• _MATERIAL FOR THIS TASK_:

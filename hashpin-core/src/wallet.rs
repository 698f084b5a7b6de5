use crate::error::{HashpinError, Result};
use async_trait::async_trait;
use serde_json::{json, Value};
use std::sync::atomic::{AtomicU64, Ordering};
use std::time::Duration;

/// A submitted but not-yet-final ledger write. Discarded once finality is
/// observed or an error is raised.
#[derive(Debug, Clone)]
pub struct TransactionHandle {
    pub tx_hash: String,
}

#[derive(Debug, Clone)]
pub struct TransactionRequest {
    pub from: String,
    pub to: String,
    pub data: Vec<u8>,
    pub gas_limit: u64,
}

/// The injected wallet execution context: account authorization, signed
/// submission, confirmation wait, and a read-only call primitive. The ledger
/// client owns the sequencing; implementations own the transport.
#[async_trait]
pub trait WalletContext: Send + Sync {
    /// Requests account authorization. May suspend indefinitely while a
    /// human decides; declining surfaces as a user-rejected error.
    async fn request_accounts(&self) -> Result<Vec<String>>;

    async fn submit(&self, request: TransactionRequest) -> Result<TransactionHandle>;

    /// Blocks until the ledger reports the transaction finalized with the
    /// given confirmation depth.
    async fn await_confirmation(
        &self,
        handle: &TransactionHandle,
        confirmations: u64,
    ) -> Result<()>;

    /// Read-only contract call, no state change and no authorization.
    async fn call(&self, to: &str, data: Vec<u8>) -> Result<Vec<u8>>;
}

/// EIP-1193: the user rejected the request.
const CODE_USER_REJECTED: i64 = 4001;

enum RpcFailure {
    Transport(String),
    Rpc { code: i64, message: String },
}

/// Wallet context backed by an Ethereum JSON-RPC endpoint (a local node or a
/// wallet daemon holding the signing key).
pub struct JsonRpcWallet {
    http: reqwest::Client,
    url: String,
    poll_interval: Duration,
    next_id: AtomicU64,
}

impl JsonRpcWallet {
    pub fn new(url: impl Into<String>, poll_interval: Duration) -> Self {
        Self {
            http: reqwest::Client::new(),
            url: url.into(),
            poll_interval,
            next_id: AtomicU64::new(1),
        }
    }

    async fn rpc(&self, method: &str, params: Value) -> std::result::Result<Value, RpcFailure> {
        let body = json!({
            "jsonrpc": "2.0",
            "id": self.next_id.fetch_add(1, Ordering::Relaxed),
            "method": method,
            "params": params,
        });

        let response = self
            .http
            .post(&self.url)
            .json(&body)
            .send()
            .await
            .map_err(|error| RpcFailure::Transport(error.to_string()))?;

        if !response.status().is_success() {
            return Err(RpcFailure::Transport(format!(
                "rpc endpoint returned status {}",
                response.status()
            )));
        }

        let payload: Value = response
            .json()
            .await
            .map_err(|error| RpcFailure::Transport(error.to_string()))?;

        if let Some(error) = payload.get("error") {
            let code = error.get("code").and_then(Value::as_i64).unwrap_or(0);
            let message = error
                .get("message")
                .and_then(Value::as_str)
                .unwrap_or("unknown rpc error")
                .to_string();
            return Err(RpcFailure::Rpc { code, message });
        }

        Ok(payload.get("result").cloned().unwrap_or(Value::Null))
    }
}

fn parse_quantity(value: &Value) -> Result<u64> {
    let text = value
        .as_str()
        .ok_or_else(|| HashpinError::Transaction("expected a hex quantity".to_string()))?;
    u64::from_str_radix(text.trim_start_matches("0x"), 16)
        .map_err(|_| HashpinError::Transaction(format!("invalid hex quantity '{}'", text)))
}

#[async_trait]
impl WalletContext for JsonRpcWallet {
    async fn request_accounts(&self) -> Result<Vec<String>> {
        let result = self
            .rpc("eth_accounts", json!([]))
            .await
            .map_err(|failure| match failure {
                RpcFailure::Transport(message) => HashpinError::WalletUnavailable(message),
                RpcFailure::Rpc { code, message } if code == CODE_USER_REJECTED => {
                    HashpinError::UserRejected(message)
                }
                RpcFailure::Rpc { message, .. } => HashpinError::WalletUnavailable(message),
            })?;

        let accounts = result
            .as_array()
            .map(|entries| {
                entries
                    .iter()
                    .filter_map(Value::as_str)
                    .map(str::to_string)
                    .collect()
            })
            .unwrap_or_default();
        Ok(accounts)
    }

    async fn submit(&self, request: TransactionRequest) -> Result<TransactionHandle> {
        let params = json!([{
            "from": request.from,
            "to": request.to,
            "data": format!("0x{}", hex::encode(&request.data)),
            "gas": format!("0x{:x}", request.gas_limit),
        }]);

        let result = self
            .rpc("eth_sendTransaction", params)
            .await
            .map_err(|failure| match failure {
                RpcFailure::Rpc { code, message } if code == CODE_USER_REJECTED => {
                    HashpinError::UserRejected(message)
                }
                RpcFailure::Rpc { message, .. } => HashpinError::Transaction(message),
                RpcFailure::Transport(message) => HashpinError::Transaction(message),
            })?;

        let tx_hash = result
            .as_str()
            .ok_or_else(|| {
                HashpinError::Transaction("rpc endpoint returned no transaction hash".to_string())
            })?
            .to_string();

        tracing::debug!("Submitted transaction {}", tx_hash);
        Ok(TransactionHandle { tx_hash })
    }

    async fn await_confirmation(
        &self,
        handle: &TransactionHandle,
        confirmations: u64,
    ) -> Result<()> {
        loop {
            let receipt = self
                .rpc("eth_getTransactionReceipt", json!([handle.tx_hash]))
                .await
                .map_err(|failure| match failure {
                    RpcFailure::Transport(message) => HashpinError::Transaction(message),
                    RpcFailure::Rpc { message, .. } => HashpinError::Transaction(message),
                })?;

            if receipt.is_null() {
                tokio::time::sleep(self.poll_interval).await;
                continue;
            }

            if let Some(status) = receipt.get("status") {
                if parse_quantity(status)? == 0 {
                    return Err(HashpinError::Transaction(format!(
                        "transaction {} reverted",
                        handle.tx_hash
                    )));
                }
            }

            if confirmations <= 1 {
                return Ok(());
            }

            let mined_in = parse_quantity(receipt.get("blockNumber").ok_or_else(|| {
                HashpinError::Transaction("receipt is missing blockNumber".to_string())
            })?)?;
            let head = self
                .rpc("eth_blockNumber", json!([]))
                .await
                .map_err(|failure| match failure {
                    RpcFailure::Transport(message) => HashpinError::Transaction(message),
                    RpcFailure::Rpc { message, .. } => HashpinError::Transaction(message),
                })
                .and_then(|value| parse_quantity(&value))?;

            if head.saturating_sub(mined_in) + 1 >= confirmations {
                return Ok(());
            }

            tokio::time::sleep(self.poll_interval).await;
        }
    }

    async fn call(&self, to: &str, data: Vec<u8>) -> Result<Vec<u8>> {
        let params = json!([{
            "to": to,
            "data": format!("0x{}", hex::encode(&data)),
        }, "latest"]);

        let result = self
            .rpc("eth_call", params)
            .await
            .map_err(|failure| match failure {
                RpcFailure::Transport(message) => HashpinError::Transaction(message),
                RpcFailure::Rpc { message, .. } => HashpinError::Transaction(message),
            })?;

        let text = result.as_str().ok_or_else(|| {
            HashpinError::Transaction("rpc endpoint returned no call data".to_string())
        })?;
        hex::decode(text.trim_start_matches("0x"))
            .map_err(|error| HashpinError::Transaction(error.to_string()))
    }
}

• _EXERCISE DIRECTIONS_:
From the records above, repeat exactly the lines from the one with "TransactionRequest) -> Result<TransactionHandle>;" through the one with "let message = error", both included.

• _SOLUTION FOR THIS TASK_:
    async fn submit(&self, request: TransactionRequest) -> Result<TransactionHandle>;

    /// Blocks until the ledger reports the transaction finalized with the
    /// given confirmation depth.
    async fn await_confirmation(
        &self,
        handle: &TransactionHandle,
        confirmations: u64,
    ) -> Result<()>;

    /// Read-only contract call, no state change and no authorization.
    async fn call(&self, to: &str, data: Vec<u8>) -> Result<Vec<u8>>;
}

/// EIP-1193: the user rejected the request.
const CODE_USER_REJECTED: i64 = 4001;

enum RpcFailure {
    Transport(String),
    Rpc { code: i64, message: String },
}

/// Wallet context backed by an Ethereum JSON-RPC endpoint (a local node or a
/// wallet daemon holding the signing key).
pub struct JsonRpcWallet {
    http: reqwest::Client,
    url: String,
    poll_interval: Duration,
    next_id: AtomicU64,
}

impl JsonRpcWallet {
    pub fn new(url: impl Into<String>, poll_interval: Duration) -> Self {
        Self {
            http: reqwest::Client::new(),
            url: url.into(),
            poll_interval,
            next_id: AtomicU64::new(1),
        }
    }

    async fn rpc(&self, method: &str, params: Value) -> std::result::Result<Value, RpcFailure> {
        let body = json!({
            "jsonrpc": "2.0",
            "id": self.next_id.fetch_add(1, Ordering::Relaxed),
            "method": method,
            "params": params,
        });

        let response = self
            .http
            .post(&self.url)
            .json(&body)
            .send()
            .await
            .map_err(|error| RpcFailure::Transport(error.to_string()))?;

        if !response.status().is_success() {
            return Err(RpcFailure::Transport(format!(
                "rpc endpoint returned status {}",
                response.status()
            )));
        }

        let payload: Value = response
            .json()
            .await
            .map_err(|error| RpcFailure::Transport(error.to_string()))?;

        if let Some(error) = payload.get("error") {
            let code = error.get("code").and_then(Value::as_i64).unwrap_or(0);
            let message = error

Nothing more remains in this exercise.